### EXERCISE GOAL
Exactly the lines from the start of the data through the line containing "A sweep visits" should be output, with both ends kept and nothing added.

-- DATA SECTION follows --

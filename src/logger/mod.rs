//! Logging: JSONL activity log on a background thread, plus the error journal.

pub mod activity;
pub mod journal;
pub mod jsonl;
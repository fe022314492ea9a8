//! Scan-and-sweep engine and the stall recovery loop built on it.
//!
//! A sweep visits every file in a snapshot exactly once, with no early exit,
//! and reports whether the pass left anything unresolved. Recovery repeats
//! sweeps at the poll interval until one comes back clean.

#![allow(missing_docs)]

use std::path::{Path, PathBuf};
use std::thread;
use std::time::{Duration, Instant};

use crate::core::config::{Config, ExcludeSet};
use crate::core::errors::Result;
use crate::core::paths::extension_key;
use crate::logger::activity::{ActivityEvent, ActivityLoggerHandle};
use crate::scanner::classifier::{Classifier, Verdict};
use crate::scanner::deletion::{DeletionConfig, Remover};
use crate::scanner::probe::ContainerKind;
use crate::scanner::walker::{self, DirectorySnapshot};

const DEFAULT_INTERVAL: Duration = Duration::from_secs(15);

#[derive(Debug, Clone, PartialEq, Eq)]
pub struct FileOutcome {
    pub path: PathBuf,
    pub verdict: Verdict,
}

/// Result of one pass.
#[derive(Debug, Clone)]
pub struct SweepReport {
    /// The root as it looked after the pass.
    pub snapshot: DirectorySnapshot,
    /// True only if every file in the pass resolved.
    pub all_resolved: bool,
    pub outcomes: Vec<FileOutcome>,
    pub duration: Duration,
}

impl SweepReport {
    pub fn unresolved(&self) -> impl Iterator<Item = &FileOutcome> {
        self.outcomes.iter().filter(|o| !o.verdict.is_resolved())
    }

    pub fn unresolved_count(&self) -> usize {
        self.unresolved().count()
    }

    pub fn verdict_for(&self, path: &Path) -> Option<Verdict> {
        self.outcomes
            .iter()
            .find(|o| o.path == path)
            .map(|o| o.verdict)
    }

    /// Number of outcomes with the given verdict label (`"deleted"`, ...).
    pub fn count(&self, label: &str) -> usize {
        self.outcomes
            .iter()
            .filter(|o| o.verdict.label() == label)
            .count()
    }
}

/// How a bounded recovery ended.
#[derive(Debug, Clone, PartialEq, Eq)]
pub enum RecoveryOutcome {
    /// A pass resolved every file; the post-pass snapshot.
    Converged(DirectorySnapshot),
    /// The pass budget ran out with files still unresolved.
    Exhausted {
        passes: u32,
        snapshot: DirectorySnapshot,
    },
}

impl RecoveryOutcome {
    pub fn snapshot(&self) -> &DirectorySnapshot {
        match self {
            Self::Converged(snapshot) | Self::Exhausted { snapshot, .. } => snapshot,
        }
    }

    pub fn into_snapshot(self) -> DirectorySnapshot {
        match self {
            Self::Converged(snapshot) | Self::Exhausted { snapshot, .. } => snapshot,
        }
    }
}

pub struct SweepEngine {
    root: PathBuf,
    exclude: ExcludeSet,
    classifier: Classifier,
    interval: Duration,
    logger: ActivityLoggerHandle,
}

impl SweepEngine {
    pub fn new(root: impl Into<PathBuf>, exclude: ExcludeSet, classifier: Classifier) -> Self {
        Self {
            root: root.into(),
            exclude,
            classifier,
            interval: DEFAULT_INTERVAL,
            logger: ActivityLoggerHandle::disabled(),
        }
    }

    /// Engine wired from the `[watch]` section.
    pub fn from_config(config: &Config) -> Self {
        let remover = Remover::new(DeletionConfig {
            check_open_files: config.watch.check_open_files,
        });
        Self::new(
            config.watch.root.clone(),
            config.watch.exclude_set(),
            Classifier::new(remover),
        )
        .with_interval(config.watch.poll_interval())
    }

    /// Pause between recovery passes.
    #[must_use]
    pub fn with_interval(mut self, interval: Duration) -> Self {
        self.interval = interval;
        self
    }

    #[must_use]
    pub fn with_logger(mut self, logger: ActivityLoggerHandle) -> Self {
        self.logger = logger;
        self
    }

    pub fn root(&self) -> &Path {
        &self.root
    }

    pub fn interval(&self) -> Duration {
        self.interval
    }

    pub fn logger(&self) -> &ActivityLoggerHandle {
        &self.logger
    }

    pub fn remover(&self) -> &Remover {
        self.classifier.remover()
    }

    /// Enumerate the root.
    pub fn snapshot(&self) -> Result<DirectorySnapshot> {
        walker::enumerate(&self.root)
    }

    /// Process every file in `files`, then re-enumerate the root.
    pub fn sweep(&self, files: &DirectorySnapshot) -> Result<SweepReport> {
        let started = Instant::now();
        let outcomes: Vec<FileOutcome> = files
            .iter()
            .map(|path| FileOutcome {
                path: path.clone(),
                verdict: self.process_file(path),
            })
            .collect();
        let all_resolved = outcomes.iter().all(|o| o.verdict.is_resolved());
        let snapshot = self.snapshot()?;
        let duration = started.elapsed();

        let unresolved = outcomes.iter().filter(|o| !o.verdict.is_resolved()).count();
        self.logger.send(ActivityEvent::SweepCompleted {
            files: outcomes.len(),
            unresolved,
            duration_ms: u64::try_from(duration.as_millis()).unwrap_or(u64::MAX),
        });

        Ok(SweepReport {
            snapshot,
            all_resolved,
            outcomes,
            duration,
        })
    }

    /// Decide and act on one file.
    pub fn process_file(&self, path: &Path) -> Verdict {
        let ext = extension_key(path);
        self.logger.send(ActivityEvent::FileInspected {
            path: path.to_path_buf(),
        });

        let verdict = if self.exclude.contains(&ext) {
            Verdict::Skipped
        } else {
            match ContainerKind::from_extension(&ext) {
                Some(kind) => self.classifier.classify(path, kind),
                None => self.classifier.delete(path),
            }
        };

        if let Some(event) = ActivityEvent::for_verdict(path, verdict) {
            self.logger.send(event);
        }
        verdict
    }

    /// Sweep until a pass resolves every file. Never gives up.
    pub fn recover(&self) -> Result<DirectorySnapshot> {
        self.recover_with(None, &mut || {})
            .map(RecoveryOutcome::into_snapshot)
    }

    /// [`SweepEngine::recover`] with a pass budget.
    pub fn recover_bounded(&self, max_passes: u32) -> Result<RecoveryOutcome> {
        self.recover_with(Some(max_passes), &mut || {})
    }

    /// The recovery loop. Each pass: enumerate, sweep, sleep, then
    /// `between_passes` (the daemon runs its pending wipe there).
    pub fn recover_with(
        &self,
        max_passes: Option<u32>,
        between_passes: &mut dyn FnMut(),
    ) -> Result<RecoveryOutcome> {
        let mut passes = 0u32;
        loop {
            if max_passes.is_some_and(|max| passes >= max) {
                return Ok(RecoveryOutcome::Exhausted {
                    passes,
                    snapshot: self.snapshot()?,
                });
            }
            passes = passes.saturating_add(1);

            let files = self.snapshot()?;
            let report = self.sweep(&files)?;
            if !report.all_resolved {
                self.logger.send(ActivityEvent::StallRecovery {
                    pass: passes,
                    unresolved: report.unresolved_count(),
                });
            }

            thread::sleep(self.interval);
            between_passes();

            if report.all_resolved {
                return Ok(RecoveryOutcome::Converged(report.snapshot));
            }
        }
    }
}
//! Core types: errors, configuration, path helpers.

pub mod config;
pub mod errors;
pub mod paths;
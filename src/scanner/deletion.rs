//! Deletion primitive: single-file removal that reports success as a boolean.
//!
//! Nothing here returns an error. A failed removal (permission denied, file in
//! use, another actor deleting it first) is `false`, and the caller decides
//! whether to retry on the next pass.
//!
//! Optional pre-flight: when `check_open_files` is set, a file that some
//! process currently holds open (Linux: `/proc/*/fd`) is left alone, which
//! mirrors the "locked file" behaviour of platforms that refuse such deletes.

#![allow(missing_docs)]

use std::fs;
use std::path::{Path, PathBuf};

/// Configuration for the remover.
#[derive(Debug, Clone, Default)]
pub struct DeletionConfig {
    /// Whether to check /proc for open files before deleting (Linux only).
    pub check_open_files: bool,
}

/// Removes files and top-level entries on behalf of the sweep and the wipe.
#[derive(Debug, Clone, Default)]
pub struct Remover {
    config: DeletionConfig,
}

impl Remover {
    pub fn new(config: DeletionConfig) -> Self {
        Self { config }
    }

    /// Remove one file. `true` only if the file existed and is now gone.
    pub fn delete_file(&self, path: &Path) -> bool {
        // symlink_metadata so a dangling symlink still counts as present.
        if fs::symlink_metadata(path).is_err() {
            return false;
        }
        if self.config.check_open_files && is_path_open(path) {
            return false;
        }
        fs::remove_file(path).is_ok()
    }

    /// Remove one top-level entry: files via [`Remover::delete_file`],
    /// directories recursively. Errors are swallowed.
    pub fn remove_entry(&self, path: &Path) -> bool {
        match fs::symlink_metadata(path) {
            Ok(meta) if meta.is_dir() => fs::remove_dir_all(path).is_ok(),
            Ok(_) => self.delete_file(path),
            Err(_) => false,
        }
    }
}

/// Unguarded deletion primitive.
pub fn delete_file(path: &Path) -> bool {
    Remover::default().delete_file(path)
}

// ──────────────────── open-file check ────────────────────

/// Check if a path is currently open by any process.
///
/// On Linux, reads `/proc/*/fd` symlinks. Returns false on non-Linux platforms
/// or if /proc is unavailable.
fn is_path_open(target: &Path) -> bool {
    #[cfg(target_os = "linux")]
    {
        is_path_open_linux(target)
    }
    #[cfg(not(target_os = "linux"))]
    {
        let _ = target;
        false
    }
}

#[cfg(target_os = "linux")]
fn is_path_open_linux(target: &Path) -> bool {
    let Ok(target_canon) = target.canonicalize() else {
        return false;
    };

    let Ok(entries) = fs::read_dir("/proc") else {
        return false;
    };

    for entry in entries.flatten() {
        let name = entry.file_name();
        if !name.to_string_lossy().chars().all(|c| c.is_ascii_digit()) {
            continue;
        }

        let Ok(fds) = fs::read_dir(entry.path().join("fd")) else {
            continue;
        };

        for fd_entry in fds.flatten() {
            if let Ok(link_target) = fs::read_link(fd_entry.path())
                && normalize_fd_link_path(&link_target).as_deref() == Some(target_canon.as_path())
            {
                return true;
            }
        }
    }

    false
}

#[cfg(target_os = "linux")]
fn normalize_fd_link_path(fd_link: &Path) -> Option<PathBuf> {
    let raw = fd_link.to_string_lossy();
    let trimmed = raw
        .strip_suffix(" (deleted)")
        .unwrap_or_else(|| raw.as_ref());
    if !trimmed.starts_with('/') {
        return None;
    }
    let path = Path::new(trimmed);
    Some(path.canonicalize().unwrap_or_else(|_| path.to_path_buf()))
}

-- DATA SECTION concluded --

### SOLUTION
filename src/logger/mod.rs
//! Logging: JSONL activity log on a background thread, plus the error journal.

pub mod activity;
pub mod journal;
pub mod jsonl;
repository fe022314492ea9a8
//! Scan-and-sweep engine and the stall recovery loop built on it.
//!
//! A sweep visits every file in a snapshot exactly once, with no early exit,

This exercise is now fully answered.